Allion Healthcare, Inc.
- Type: Public
- Traded as: Nasdaq: ALLI
- Industry: Specialized health services
- Predecessor: The Care Group
- Founded: 1983 (The Care Group) 1999 (Allion)
- Defunct: January 2010
- Fate: Acquired by H.I.G. Capital and taken private
- Headquarters: Melville, New York, United States
- Area served: New York, California, Florida, New Jersey, and Washington
- Key people: Michael Moran (chairman and CEO)
- Revenue: US$341 million (2009)
- Operating income: US$15.7 million (2009)
- Net income: US$7.52 million (2009)
- Total assets: US$271 million (2009)
- Total equity: US$169 million (2009)
- Number of employees: 190 (2009)

= Allion Healthcare =

Allion Healthcare Inc. was an American specialty pharmacy company based in Melville, New York. It was the parent company of MOMS pharmacy, primarily known for providing mail-order HIV medications to patients primarily on Medicaid or the AIDS Drug Assistance Program (ADAP).

Among the offerings is the MOMSPak in which the drugs are packed together in dated individual packages to make the multi-drug regimen easier.
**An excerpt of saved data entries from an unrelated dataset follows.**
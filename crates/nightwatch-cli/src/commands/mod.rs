pub mod config;
pub mod convert;
pub mod info;
pub mod measure;
pub mod monitor;
pub mod night;

use std::path::{Path, PathBuf};

use anyhow::{Context as _, Result};
use chrono::Utc;
use nightwatch_core::config::NightwatchConfig;

/// Settings shared by every subcommand.
pub struct Context {
    pub config: NightwatchConfig,
    /// Forwarded to measurement subprocesses.
    pub config_file: Option<PathBuf>,
    pub verbose: bool,
}

pub fn load_config(path: Option<&Path>) -> Result<NightwatchConfig> {
    let config: NightwatchConfig = match path {
        Some(path) => {
            let contents = std::fs::read_to_string(path)
                .with_context(|| format!("Failed to read config {}", path.display()))?;
            toml::from_str(&contents)
                .with_context(|| format!("Invalid config {}", path.display()))?
        }
        None => NightwatchConfig::default(),
    };
    config.validate()?;
    Ok(config)
}

/// Night directory name for "now": the UTC date, `YYYY-MM-DD`.
pub fn tonight() -> String {
    Utc::now().format("%Y-%m-%d").to_string()
}
//! The image-processing collaborator the dispatcher drives.
//!
//! `ImageProcessor` is the seam between the control logic and the heavy
//! lifting. `ToolchainProcessor` implements it with `dcraw`, `solve-field`,
//! SExtractor and in-process FITS/JPEG handling; tests substitute fakes.

mod astrometry;
mod calibrate;
pub mod convert;
mod extract;
mod render;
mod toolchain;

use std::path::{Path, PathBuf};

use crate::config::{Orientation, RegionOfInterest, TelescopeConfig};
use crate::error::Result;
use crate::fits::Header;
use crate::frame::Frame;
use crate::metadata::HeaderOverlay;

pub use astrometry::SolveHint;
pub use extract::parse_catalog;
pub use render::{render_image, stretch_limits};
pub use toolchain::ToolchainProcessor;

/// One detected source from the extraction catalog.
#[derive(Clone, Debug, PartialEq)]
pub struct Source {
    /// 1-based pixel position.
    pub x: f64,
    pub y: f64,
    pub fwhm_pix: f64,
    pub ellipticity: f64,
    pub background: f64,
    pub flags: u32,
}

impl Source {
    /// Clean, resolved detection usable for image-quality statistics.
    pub fn is_star(&self) -> bool {
        self.flags == 0 && self.fwhm_pix > 0.0 && self.fwhm_pix.is_finite()
    }
}

/// Telescope-specific detection parameters handed to the extractor.
#[derive(Clone, Debug, PartialEq)]
pub struct ExtractionParams {
    pub detect_threshold: f64,
    pub phot_aperture_pix: f64,
    pub seeing_arcsec: f64,
    pub saturation_adu: f64,
    pub gain: f64,
    pub pixel_scale: f64,
}

impl ExtractionParams {
    pub fn for_telescope(telescope: &TelescopeConfig) -> Self {
        let ex = &telescope.extractor;
        Self {
            detect_threshold: ex.detect_threshold,
            phot_aperture_pix: ex.phot_aperture_pix,
            seeing_arcsec: ex.seeing_arcsec,
            saturation_adu: ex.saturation_adu,
            gain: telescope.gain,
            pixel_scale: telescope.pixel_scale(),
        }
    }
}

/// Zero-based pixel box `(x, y, width, height)` kept by a crop.
pub type CropBox = (usize, usize, usize, usize);

/// What to draw and where to write it.
#[derive(Clone, Debug)]
pub struct RenderRequest {
    pub image: PathBuf,
    pub output: PathBuf,
    /// Block size for downsampling; 1 keeps full resolution.
    pub binning: usize,
    pub orientation: Orientation,
    /// 1-based pixel positions to circle.
    pub stars: Vec<(f64, f64)>,
    /// 1-based pixel position of the commanded pointing.
    pub pointing: Option<(f64, f64)>,
}

/// Operations the pipeline dispatcher delegates.
///
/// Every path argument refers to a file inside the run's scratch
/// directory except the frame itself, which is never modified.
pub trait ImageProcessor {
    /// Write a scientific-image working copy of `frame` into `workdir` and
    /// return its path.
    fn acquire(&self, frame: &Frame, workdir: &Path) -> Result<PathBuf>;

    fn read_header(&self, image: &Path) -> Result<Header>;

    /// Update the header of `image` in place.
    fn merge_header(&self, image: &Path, overlay: &HeaderOverlay) -> Result<()>;

    /// Attach a world-coordinate solution to `image`.
    ///
    /// `Ok(false)` means the solver ran but found no solution.
    fn solve_astrometry(&self, image: &Path, hint: &SolveHint) -> Result<bool>;

    /// Subtract the combined `darks` from `image` in place.
    fn subtract_dark(&self, image: &Path, darks: &[PathBuf]) -> Result<()>;

    /// Write the region of interest of `image` to `output`. `None` when the
    /// region lies outside the image and nothing was written.
    fn crop(&self, image: &Path, roi: &RegionOfInterest, output: &Path) -> Result<Option<CropBox>>;

    fn extract_sources(&self, image: &Path, params: &ExtractionParams) -> Result<Vec<Source>>;

    fn render_jpeg(&self, request: &RenderRequest) -> Result<PathBuf>;
}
The company has distribution centers in New York, California, Florida, New Jersey, and Washington.

==History==
The company was founded in Delaware in 1983 as The Care Group, Inc., a home health care provider offering nursing services, home infusion therapy and durable medical equipment. Ann T. Mittasch served as chairman from 1984 and as president and chief executive from 1984 to 1996. Its common stock was quoted on the Nasdaq under the symbol CARE. The Care Group filed for Chapter 11 bankruptcy protection in September 1998 and emerged in February 1999, at which point it changed its name to Allion Healthcare, Inc. and refocused its business principally on serving HIV/AIDS patients.

Allion completed an initial public offering on June 22, 2005, selling 4 million shares at $13.00 per share on the Nasdaq under the ticker symbol ALLI.

In October 2009, the company was acquired by the private equity firm HIG Capital for $6.60/share in a deal valued at $278 million.

The MOMS Pharmacy division of Allion Healthcare was acquired by the AIDS Healthcare Foundation in 2012.

== Acquisitions ==
Allion Healthcare completed the acquisition of Priority Pharmacy in January 2006.

In December 2024, Biomed America was acquired for $171 million.

==2012 indictment==
On April 4, 2012, the office of New York Attorney General Eric T. Schneiderman charged four individuals associated with Medical Arts Pharmacy, a Bronx subsidiary of Allion in a Money Laundering & Bribery Scheme claiming the company sold blackmarket drugs "of unknown origin and potency, and in some cases, drugs that were mislabeled or potentially expired." According to the complaint: To date none of such has been proven.

In September 2008, Glenn Schabel, the supervising pharmacist and compliance officer for Allion, began ordering in excess of $274 million worth of alleged black market HIV medications from various licensed wholesalers over a 4 year period as directed by executive management. The Attorney General claimed such medications were obtained by various illegal means and the batches may have included unused pills that had previously been dispensed to individuals, medications stolen from manufacturers, or drugs that had expired, even though they were provided in legitimate manufacturers bottles. None of these claims have been proven to date even after hundreds of bottles were analyzed. The wholesalers were controlled by Stephen Manuel Costa, a 27-year-old Florida resident who incorporated four separate entities as licensed “wholesale” distributors, allegedly in order to disguise the sale of the diverted medications. It is also alleged that Costa furnished millions of the black market HIV medications to various entities including MOMS who dispensed the medications to their patients, many of whom were Medicaid recipients. Allion, under the direction of corporate management, continued to bill Medicaid, claiming no knowledge that the drugs were purchased illegally.

The indictment said at least $155 million in false claims were associated with the charge.